Clapper: Russia Will Keep Trying To Influence Elections
With no additional sanctions in place, the former top U.S. intelligence official issued a dire warning
With lax U.S. response, Russia has been “emboldened” to influence more elections, the former U.S. Director of National Intelligence warned Monday.
Speaking before a Senate Judiciary subcommittee, former DNI James Clapper called for retaliation against Russia for its efforts to tilt the 2016 U.S. presidential election in favor of Donald Trump.
“Russia’s influence activities in the run-up to the 2016 election constituted the high water mark of their long running efforts since the 1960s to disrupt and influence our elections,” Clapper said in prepared remarks. “And I believe they are now emboldened to continue such activities in the future both here and around the world, and to do so even more intensely.”
The three largest U.S. intelligence agencies, the FBI, the CIA, and the NSA, made the unusual step of announcing, in January, that they all agreed Russia was behind a series of high-profile hacks and leaks of data designed to hurt Trump’s opponent, Hillary Clinton. Trump himself has largely distanced himself from the attack, and reiterated on May 1 that the culprit “could have been China.” He also claimed that “if you don’t catch a hacker, okay, in the act, it’s very hard to say who did the hacking,” though cybersecurity forensics experts strongly disagree with that claim.

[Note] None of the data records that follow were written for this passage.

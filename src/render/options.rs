//! Rendering options and configuration.

use std::fmt;
use std::str::FromStr;

use crate::error::{Error, Result};

/// Label that asks for the input charset to be read from the document.
pub const GUESS_LABEL: &str = "guess";

/// Charset used when nothing else is known.
pub const DEFAULT_ENCODING: &str = "utf-8";

/// Options for rendering document content.
#[derive(Debug, Clone, PartialEq, Eq)]
pub struct RenderOptions {
    /// Charset of the raw text stored in the document
    pub input_encoding: InputEncoding,

    /// Charset of the rendered output
    pub output_encoding: String,
}

impl RenderOptions {
    /// Create new render options with defaults.
    pub fn new() -> Self {
        Self::default()
    }

    /// Set the input charset.
    pub fn with_input_encoding(mut self, encoding: InputEncoding) -> Self {
        self.input_encoding = encoding;
        self
    }

    /// Set the output charset label.
    pub fn with_output_encoding(mut self, label: impl Into<String>) -> Self {
        self.output_encoding = label.into();
        self
    }
}

impl Default for RenderOptions {
    fn default() -> Self {
        Self {
            input_encoding: InputEncoding::Guess,
            output_encoding: DEFAULT_ENCODING.to_string(),
        }
    }
}

/// Where the input charset comes from.
#[derive(Debug, Clone, PartialEq, Eq, Default)]
pub enum InputEncoding {
    /// Use the document's `\ansicpg`, falling back to UTF-8
    #[default]
    Guess,
    /// A fixed charset label (e.g. `cp932`)
    Named(String),
}

impl InputEncoding {
    /// Charset label to decode with, given the codepage the document declares.
    pub fn label<'a>(&'a self, detected: Option<&'a str>) -> &'a str {
        match self {
            InputEncoding::Guess => detected.unwrap_or(DEFAULT_ENCODING),
            InputEncoding::Named(label) => label.as_str(),
        }
    }
}

impl FromStr for InputEncoding {
    type Err = Error;

    fn from_str(s: &str) -> Result<Self> {
        let s = s.trim();
        if s.is_empty() {
            return Err(Error::InvalidArgument("empty encoding label".to_string()));
        }
        if s.eq_ignore_ascii_case(GUESS_LABEL) {
            Ok(InputEncoding::Guess)
        } else {
            Ok(InputEncoding::Named(s.to_string()))
        }
    }
}

impl fmt::Display for InputEncoding {
    fn fmt(&self, f: &mut fmt::Formatter<'_>) -> fmt::Result {
        match self {
            InputEncoding::Guess => f.write_str(GUESS_LABEL),
            InputEncoding::Named(label) => f.write_str(label),
        }
    }
}
//! Error types for unrtf library.

use std::io;
use thiserror::Error;

/// Result type alias for unrtf operations.
pub type Result<T> = std::result::Result<T, Error>;

/// Error types that can occur during RTF processing.
#[derive(Error, Debug)]
pub enum Error {
    /// I/O error when reading or writing files.
    #[error("I/O error: {0}")]
    Io(#[from] io::Error),

    /// An argument was rejected (e.g. an empty source buffer).
    #[error("Invalid argument: {0}")]
    InvalidArgument(String),

    /// An operation was attempted in a state that does not allow it.
    #[error("Invalid state: {0}")]
    InvalidState(String),

    /// The input ended where the RTF grammar requires more bytes.
    #[error("parse error: {message} at {offset}")]
    Parse {
        /// What the parser was expecting.
        message: String,
        /// Scanner offset at which the failure was detected.
        offset: usize,
    },

    /// The charset label could not be resolved.
    #[error("Unknown encoding: {0}")]
    UnknownEncoding(String),

    /// Error during rendering (text, JSON).
    #[error("Rendering error: {0}")]
    Render(String),
}

impl Error {
    /// Build a parse error at the given scanner offset.
    pub(crate) fn parse(message: impl Into<String>, offset: usize) -> Self {
        Error::Parse {
            message: message.into(),
            offset,
        }
    }
}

Most recently, hackers hit email accounts surrounding French presidential candidate Emmanuel Macron and released that information through WikiLeaks. Though the timing suggested the act was designed to hurt Macron in favor of his opponent, Marine Le Pen, whose party has borrowed money from Kremlin-linked Russian banks and who has posed with Russian President Vladimir Putin, Macron still won decisively on Sunday. Early analysis of the Macron hacks suggest the same sophisticated hacker group, widely believed by cybersecurity experts to be an extension of the Kremlin, was behind the Macron hack.
To date, the U.S. hasn’t announced any plans to combat Russian election influence outside of the sanctions President Barack Obama implemented soon before the end of his presidency. That should change, Clapper argued.
“If there has ever been a clarion call for vigilance and action against a threat to the very foundation of our democratic political system, this episode is it,” he said. “I hope the American people recognize the severity of this threat and that we collectively counter it before it further erodes the fabric of our democracy.”